Question

An acidic solution of \[C{u^{ + 2}}\] salt containing $0.4g$ of \[C{u^{ + 2}}\] is electrolyzed until all the copper is deposited. The electrolysis is continued for seven more minutes with the volume of solution kept at $100ml$ and the current at $1.2$ amp. Calculate the gas evolved at NTP during the entire electrolysis.

Answer 1

Hint: When electric current is supplied by an external source into the cell it will lead to various chemical changes during the process; this event is commonly known as electrolysis.

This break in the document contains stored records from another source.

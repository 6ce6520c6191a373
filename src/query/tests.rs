#![allow(clippy::unwrap_used)]

use chrono::NaiveDate;
use rust_decimal::Decimal;
use rust_decimal_macros::dec;

use super::*;
use crate::models::TxnType;

fn txn(id: i64, text: &str, amount: Decimal, category: &str, date: &str) -> Transaction {
    Transaction {
        id,
        text: text.into(),
        amount,
        kind: if amount < Decimal::ZERO {
            TxnType::Expense
        } else {
            TxnType::Income
        },
        category: category.into(),
        date: date.into(),
    }
}

fn sample() -> Vec<Transaction> {
    vec![
        txn(1, "Salary", dec!(5000), "Job", "2024-01-05"),
        txn(2, "Groceries", dec!(-200), "Food", "2024-01-10"),
        txn(3, "Dinner out", dec!(-100), "Food", "2024-01-11"),
        txn(4, "Bus pass", dec!(-45.50), "Transport", "2024-02-01"),
        txn(5, "Freelance", dec!(750.25), "Job", "2024-02-14"),
        txn(6, "Mystery", dec!(-10), "Other", "someday"),
    ]
}

// ── Filter ────────────────────────────────────────────────────

#[test]
fn test_empty_filter_matches_everything() {
    let ledger = sample();
    let filter = Filter::default();
    assert!(filter.is_empty());
    assert_eq!(filter.apply(&ledger).len(), ledger.len());
}

#[test]
fn test_search_matches_text_or_category_case_insensitive() {
    let ledger = sample();
    let ids = |f: &Filter| f.apply(&ledger).iter().map(|t| t.id).collect::<Vec<_>>();

    assert_eq!(ids(&Filter::new("FOOD", "")), vec![2, 3]);
    assert_eq!(ids(&Filter::new("din", "")), vec![3]);
    assert_eq!(ids(&Filter::new("job", "")), vec![1, 5]);
    assert!(ids(&Filter::new("rent", "")).is_empty());
}

#[test]
fn test_date_filter_is_exact() {
    let ledger = sample();
    let view = Filter::new("", "2024-01-10").apply(&ledger);
    assert_eq!(view.len(), 1);
    assert_eq!(view[0].text, "Groceries");
    assert!(Filter::new("", "2024-01").apply(&ledger).is_empty());
}

#[test]
fn test_search_and_date_are_anded() {
    let ledger = sample();
    assert!(Filter::new("salary", "2024-01-10").apply(&ledger).is_empty());
    assert_eq!(Filter::new("food", "2024-01-11").apply(&ledger).len(), 1);
}

#[test]
fn test_filter_preserves_order_and_is_idempotent() {
    let ledger = sample();
    for filter in [
        Filter::default(),
        Filter::new("o", ""),
        Filter::new("", "2024-02-01"),
        Filter::new("j", "2024-02-14"),
    ] {
        let once = filter.apply(&ledger);
        let twice = filter.apply(once.iter().copied());
        assert_eq!(once, twice);
        let positions: Vec<usize> = once
            .iter()
            .map(|t| ledger.iter().position(|l| l.id == t.id).unwrap())
            .collect();
        assert!(positions.windows(2).all(|w| w[0] < w[1]));
    }
}

// ── aggregate ─────────────────────────────────────────────────

#[test]
fn test_aggregate_example() {
    let ledger = vec![
        txn(1, "Salary", dec!(5000), "Job", "2024-01-05"),
        txn(2, "Groceries", dec!(-200), "Food", "2024-01-10"),
    ];
    let totals = aggregate(&ledger);
    assert_eq!(
        totals,
        Totals {
            net: dec!(4800),
            income: dec!(5000),
            expense: dec!(200),
        }
    );
}

#[test]
fn test_aggregate_net_is_income_minus_expense() {
    let ledger = sample();
    for n in 0..=ledger.len() {
        let totals = aggregate(&ledger[..n]);
        assert_eq!(totals.net, totals.income - totals.expense);
        assert!(totals.expense >= Decimal::ZERO);
    }
}

#[test]
fn test_aggregate_over_filtered_view() {
    let ledger = sample();
    let view = Filter::new("food", "").apply(&ledger);
    let totals = aggregate(view.iter().copied());
    assert_eq!(totals.income, Decimal::ZERO);
    assert_eq!(totals.expense, dec!(300));
    assert_eq!(totals.net, dec!(-300));
}

#[test]
fn test_aggregate_empty() {
    assert_eq!(aggregate(&Vec::<Transaction>::new()), Totals::default());
}

#[test]
fn test_rounding_only_for_display() {
    let ledger = vec![
        txn(1, "a", dec!(0.333), "Job", "2024-01-01"),
        txn(2, "b", dec!(0.333), "Job", "2024-01-01"),
    ];
    let totals = aggregate(&ledger);
    assert_eq!(totals.income, dec!(0.666));
    assert_eq!(totals.rounded().income, dec!(0.67));
}

// ── monthly buckets ───────────────────────────────────────────

#[test]
fn test_monthly_buckets() {
    let buckets = monthly_buckets(&sample());
    let keys: Vec<&str> = buckets.keys().map(String::as_str).collect();
    assert_eq!(keys, vec!["2024-01", "2024-02"]);
    assert_eq!(
        buckets["2024-01"],
        MonthBucket {
            income: dec!(5000),
            expense: dec!(300),
        }
    );
    assert_eq!(
        buckets["2024-02"],
        MonthBucket {
            income: dec!(750.25),
            expense: dec!(45.50),
        }
    );
}

#[test]
fn test_monthly_buckets_sort_across_years() {
    let ledger = vec![
        txn(1, "a", dec!(1), "Job", "2024-01-01"),
        txn(2, "b", dec!(-1), "Food", "2023-12-31"),
    ];
    let keys: Vec<String> = monthly_buckets(&ledger).into_keys().collect();
    assert_eq!(keys, vec!["2023-12".to_string(), "2024-01".to_string()]);
}

#[test]
fn test_month_label() {
    assert_eq!(month_label("2024-01"), "Jan 2024");
    assert_eq!(month_label("2023-12"), "Dec 2023");
    assert_eq!(month_label("garbage"), "garbage");
}

// ── calendar events ───────────────────────────────────────────

#[test]
fn test_calendar_events() {
    let events = calendar_events(&sample());
    assert_eq!(events.len(), 5);
    assert_eq!(events[0].title, "Salary (+5000)");
    assert_eq!(events[0].tone, Tone::Income);
    assert_eq!(events[1].title, "Groceries (-200)");
    assert_eq!(events[1].tone, Tone::Expense);
    assert_eq!(events[1].date, NaiveDate::from_ymd_opt(2024, 1, 10).unwrap());
}

#[test]
fn test_events_in_month() {
    let events = calendar_events(&sample());
    let jan = events_in_month(&events, 2024, 1);
    assert_eq!(jan.len(), 3);
    assert!(events_in_month(&events, 2023, 1).is_empty());
}
use ratatui::style::{Color, Modifier, Style};

use crate::models::ThemePreference;

/// Colours for one theme. Screens read them through [`palette`].
pub(crate) struct Palette {
    pub(crate) header_bg: Color,
    pub(crate) header_fg: Color,
    pub(crate) accent: Color,
    pub(crate) green: Color,
    pub(crate) red: Color,
    pub(crate) yellow: Color,
    pub(crate) surface: Color,
    pub(crate) text: Color,
    pub(crate) text_dim: Color,
    pub(crate) overlay: Color,
    pub(crate) command_bg: Color,
    /// Row background for expenses in an over-budget category.
    pub(crate) over_budget_bg: Color,
}

pub(crate) const DARK: Palette = Palette {
    header_bg: Color::Rgb(30, 30, 46),
    header_fg: Color::Rgb(205, 214, 244),
    accent: Color::Rgb(137, 180, 250),
    green: Color::Rgb(166, 227, 161),
    red: Color::Rgb(243, 139, 168),
    yellow: Color::Rgb(249, 226, 175),
    surface: Color::Rgb(49, 50, 68),
    text: Color::Rgb(205, 214, 244),
    text_dim: Color::Rgb(127, 132, 156),
    overlay: Color::Rgb(69, 71, 90),
    command_bg: Color::Rgb(24, 24, 37),
    over_budget_bg: Color::Rgb(88, 41, 56),
};

pub(crate) const LIGHT: Palette = Palette {
    header_bg: Color::Rgb(230, 233, 239),
    header_fg: Color::Rgb(76, 79, 105),
    accent: Color::Rgb(30, 102, 245),
    green: Color::Rgb(64, 160, 43),
    red: Color::Rgb(210, 15, 57),
    yellow: Color::Rgb(223, 142, 29),
    surface: Color::Rgb(220, 224, 232),
    text: Color::Rgb(76, 79, 105),
    text_dim: Color::Rgb(124, 127, 147),
    overlay: Color::Rgb(172, 176, 190),
    command_bg: Color::Rgb(239, 241, 245),
    over_budget_bg: Color::Rgb(248, 215, 218),
};

pub(crate) fn palette(pref: ThemePreference) -> &'static Palette {
    match pref {
        ThemePreference::Dark => &DARK,
        ThemePreference::Light => &LIGHT,
    }
}

impl Palette {
    pub(crate) fn header_style(&self) -> Style {
        Style::default()
            .fg(self.header_fg)
            .bg(self.header_bg)
            .add_modifier(Modifier::BOLD)
    }

    pub(crate) fn selected_style(&self) -> Style {
        Style::default().fg(self.header_bg).bg(self.accent)
    }

    pub(crate) fn normal_style(&self) -> Style {
        Style::default().fg(self.text)
    }

    pub(crate) fn dim_style(&self) -> Style {
        Style::default().fg(self.text_dim)
    }

    pub(crate) fn income_style(&self) -> Style {
        Style::default().fg(self.green)
    }

    pub(crate) fn expense_style(&self) -> Style {
        Style::default().fg(self.red)
    }

    pub(crate) fn alt_row_style(&self) -> Style {
        Style::default().fg(self.text).bg(self.surface)
    }

    pub(crate) fn over_budget_style(&self) -> Style {
        Style::default().fg(self.text).bg(self.over_budget_bg)
    }

    pub(crate) fn command_bar_style(&self) -> Style {
        Style::default().fg(self.text).bg(self.command_bg)
    }

    pub(crate) fn status_bar_style(&self) -> Style {
        Style::default().fg(self.text_dim).bg(self.surface)
    }

    pub(crate) fn title_style(&self) -> Style {
        Style::default()
            .fg(self.text_dim)
            .add_modifier(Modifier::BOLD)
    }

    pub(crate) fn border_style(&self) -> Style {
        Style::default().fg(self.overlay)
    }
}
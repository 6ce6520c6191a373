mod budget;
mod config;
mod db;
mod export;
mod ledger;
mod logging;
mod models;
mod query;
mod quotes;
mod run;
mod ui;

use anyhow::Result;

fn main() -> Result<()> {
    let args: Vec<String> = std::env::args().collect();
    let config = config::Config::from_env()?;
    config.ensure_data_dir()?;
    logging::init(&config.log_path())?;

    tracing::info!(
        version = env!("CARGO_PKG_VERSION"),
        data_dir = %config.data_dir.display(),
        "starting"
    );

    let db = db::Database::open(&config.db_path())?;
    let mut ledger = ledger::Ledger::load(Box::new(db));

    match args.len() {
        1 => run::as_tui(&mut ledger, &config),
        2.. => run::as_cli(&args, &mut ledger, &config),
        _ => {
            eprintln!("Usage: ledgerly [command]");
            Ok(())
        }
    }
}
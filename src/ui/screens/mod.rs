pub(crate) mod budgets;
pub(crate) mod calendar;
pub(crate) mod dashboard;
pub(crate) mod transactions;
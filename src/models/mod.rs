mod budget;
mod theme;
mod transaction;

pub(crate) use budget::{canonical_category, BudgetMap, DEFAULT_CATEGORIES, FALLBACK_CATEGORY};
pub(crate) use theme::ThemePreference;
pub(crate) use transaction::{Transaction, TxnType, MAX_AMOUNT};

In electrochemical cells oxidation occurs at anode and reduction will take place at cathode.

Complete answer:
When the process of electrolysis is carried out the process of oxidation and reduction will simultaneously take place at anode and cathode.
At anode water oxidized to release oxygen gas
$2{H_2}O \to 4{H^ + } + {O_2} + 4{e^ - }$
At cathode \[C{u^{ + 2}}\] ions get reduced to copper metal which will be deposited at the electrode.
$C{u^{ + 2}} + 2{e^ - } \to Cu$
Above reaction shows that the equivalent of oxygen liberated is equal to the equivalent of copper deposited.
Equivalent weight of copper metal is the ratio of its molecular mass and valency.
$Eq = \dfrac{{63.54}}{2}$
$Eq = 31.5g$
Since we have $0.4g$ of \[C{u^{ + 2}}\] ions so equivalent weight become
$0.4g$of \[C{u^{ + 2}}\]$ = \dfrac{{0.4}}{{31.5}}g$ equivalent
After solving we finally get the equivalent weight of $0.4g$\[C{u^{ + 2}}\] ions is
$0.4g$of \[C{u^{ + 2}}\]$ = 0.0127g$ equivalent
As we already discussed, the equivalent weight of copper and oxygen releases is equal. therefore, the mass of oxygen deposited at anode will be
Total mass of oxygen deposited at anode $ = 0.0127 \times \dfrac{8}{{32}}$
Total mass of oxygen deposited at anode$ = 0.0031$ moles
After complete deposition of copper ion at cathode further passage of electricity will results in liberation of hydrogen gas at cathode
$2{H_2}O + 2{e^ - } \to {H_2} + 2O{H^ - }$
Now equivalent of oxygen liberated is equal to equivalent of hydrogen liberated
As mentioned in the question
Current $C = 1.2$ amp
Time $t = 7 \times 60$
$t = 420$ seconds
Total amount of charge pass is $q = C \times t$
$q = 1.2 \times 420$
Hence, total amount of charge passed during process is
$q = 504$ coulombs
Amount of oxygen liberated is
$Eq = \dfrac{1}{{96500}} \times 504 \times \dfrac{8}{{32}}$
After solving above equation, we get
$Eq = 0.0013$ moles
Equivalent of hydrogen gas evolved at cathode will be
$Eq = \dfrac{1}{{96500}} \times 504 \times \dfrac{1}{2}$
After solving this we get
$Eq = 0.0026$ moles
Total moles of oxygen evolved during electrolysis is
$M = 0.0031 + 0.0013$
$M = 0.0044$ moles of oxygen
Hence, volume of oxygen evolved during electrolysis at NTP will be
$V = 0.0044 \times 22400$
$V = 98.56ml$ of oxygen gas
Similarly, total moles of hydrogen gas evolved is
$M = 0.0026$ moles of hydrogen
Hence, volume of hydrogen evolved during electrolysis at NTP will be
$V = 0.0026 \times 22400$
$V = 58.24ml$ of hydrogen gas
Hence, during the electrolysis $\left( {98.56ml} \right)$ of oxygen and $\left( {58.24ml} \right)$ of hydrogen gas is evolved at NTP.

Note:
NTP is the normal temperature and pressure of the chemical reaction which have specific values of temperature and pressure. During the NTP volume of one mole of gas will always be equal to $22.4$ litres or $22400$ milli-litres.